[[ AVAILABLE DATA open ]]

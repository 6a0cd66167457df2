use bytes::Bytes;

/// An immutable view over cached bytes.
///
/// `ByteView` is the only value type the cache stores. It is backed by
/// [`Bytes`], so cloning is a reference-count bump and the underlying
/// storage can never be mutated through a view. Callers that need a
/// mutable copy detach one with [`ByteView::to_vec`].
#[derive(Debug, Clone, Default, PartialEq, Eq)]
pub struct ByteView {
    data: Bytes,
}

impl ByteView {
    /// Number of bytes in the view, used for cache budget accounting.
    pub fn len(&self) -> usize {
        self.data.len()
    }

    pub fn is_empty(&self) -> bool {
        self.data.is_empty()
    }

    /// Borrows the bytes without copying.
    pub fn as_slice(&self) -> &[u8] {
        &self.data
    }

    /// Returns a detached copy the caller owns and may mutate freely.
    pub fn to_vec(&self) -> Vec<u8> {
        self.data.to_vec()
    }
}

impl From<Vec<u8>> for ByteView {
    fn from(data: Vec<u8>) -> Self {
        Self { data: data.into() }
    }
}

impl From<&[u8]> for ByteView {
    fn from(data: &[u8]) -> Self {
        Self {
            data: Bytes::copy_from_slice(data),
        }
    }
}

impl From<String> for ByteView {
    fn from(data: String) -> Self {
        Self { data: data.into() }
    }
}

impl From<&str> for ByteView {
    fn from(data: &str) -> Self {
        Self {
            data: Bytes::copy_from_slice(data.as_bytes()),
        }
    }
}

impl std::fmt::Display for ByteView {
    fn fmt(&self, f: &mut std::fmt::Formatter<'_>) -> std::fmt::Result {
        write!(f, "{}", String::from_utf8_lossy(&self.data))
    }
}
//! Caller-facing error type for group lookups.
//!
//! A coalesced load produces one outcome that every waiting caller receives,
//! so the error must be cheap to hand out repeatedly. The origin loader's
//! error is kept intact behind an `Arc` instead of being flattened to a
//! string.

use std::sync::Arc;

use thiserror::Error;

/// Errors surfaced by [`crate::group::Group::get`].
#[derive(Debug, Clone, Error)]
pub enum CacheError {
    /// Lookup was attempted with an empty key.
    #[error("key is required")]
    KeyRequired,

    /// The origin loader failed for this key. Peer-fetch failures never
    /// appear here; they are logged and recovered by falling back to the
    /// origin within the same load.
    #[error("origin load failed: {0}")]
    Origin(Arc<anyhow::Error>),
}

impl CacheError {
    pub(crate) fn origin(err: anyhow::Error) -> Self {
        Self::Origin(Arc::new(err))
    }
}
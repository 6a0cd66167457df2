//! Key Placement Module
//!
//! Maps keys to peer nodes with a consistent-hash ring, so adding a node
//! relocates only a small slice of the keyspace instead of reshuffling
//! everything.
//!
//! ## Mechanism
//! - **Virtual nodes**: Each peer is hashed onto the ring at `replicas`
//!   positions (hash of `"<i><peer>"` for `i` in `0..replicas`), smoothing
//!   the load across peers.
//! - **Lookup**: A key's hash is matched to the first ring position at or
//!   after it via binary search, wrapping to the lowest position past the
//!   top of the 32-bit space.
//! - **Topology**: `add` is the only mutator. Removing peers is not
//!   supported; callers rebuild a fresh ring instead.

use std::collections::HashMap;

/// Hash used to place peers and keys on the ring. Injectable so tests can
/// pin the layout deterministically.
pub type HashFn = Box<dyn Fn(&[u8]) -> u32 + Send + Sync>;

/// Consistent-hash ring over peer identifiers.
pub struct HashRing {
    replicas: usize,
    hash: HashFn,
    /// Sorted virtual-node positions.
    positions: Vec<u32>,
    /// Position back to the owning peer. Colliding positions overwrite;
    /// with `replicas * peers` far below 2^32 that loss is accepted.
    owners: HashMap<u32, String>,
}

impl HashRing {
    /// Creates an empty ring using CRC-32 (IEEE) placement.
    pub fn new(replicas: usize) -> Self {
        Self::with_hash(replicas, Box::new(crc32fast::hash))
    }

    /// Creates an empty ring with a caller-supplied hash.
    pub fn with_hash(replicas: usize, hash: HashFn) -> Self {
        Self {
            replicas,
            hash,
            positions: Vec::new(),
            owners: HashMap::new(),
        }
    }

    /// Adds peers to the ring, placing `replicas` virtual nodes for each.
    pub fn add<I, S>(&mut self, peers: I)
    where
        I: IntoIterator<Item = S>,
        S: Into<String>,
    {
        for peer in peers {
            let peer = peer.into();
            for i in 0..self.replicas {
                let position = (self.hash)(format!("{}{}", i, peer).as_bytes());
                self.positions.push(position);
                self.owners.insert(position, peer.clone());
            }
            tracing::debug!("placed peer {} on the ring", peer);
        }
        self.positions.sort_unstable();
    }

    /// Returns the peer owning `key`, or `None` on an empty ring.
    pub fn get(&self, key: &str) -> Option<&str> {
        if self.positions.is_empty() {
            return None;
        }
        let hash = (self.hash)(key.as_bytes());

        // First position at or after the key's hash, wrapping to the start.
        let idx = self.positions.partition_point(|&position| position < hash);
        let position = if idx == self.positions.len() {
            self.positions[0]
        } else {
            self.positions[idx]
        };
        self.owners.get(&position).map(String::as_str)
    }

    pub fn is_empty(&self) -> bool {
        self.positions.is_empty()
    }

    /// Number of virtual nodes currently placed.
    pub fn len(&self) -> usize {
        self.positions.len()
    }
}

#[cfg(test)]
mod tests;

[[ AVAILABLE DATA closed ]]

EXERCISE REQUIREMENTS
Return, unchanged, the run of lines above that opens with the line containing "impl From<&str> for" and closes with the line containing "load across peers.". Include both.

EXERCISE RESULT
impl From<&str> for ByteView {
    fn from(data: &str) -> Self {
        Self {
            data: Bytes::copy_from_slice(data.as_bytes()),
        }
    }
}

impl std::fmt::Display for ByteView {
    fn fmt(&self, f: &mut std::fmt::Formatter<'_>) -> std::fmt::Result {
        write!(f, "{}", String::from_utf8_lossy(&self.data))
    }
}
//! Caller-facing error type for group lookups.
//!
//! A coalesced load produces one outcome that every waiting caller receives,
//! so the error must be cheap to hand out repeatedly. The origin loader's
//! error is kept intact behind an `Arc` instead of being flattened to a
//! string.

use std::sync::Arc;

use thiserror::Error;

/// Errors surfaced by [`crate::group::Group::get`].
#[derive(Debug, Clone, Error)]
pub enum CacheError {
    /// Lookup was attempted with an empty key.
    #[error("key is required")]
    KeyRequired,

    /// The origin loader failed for this key. Peer-fetch failures never
    /// appear here; they are logged and recovered by falling back to the
    /// origin within the same load.
    #[error("origin load failed: {0}")]
    Origin(Arc<anyhow::Error>),
}

impl CacheError {
    pub(crate) fn origin(err: anyhow::Error) -> Self {
        Self::Origin(Arc::new(err))
    }
}
repository 6a0cd66167457df2
//! Key Placement Module
//!
//! Maps keys to peer nodes with a consistent-hash ring, so adding a node
//! relocates only a small slice of the keyspace instead of reshuffling
//! everything.
//!
//! ## Mechanism
//! - **Virtual nodes**: Each peer is hashed onto the ring at `replicas`
//!   positions (hash of `"<i><peer>"` for `i` in `0..replicas`), smoothing
//!   the load across peers.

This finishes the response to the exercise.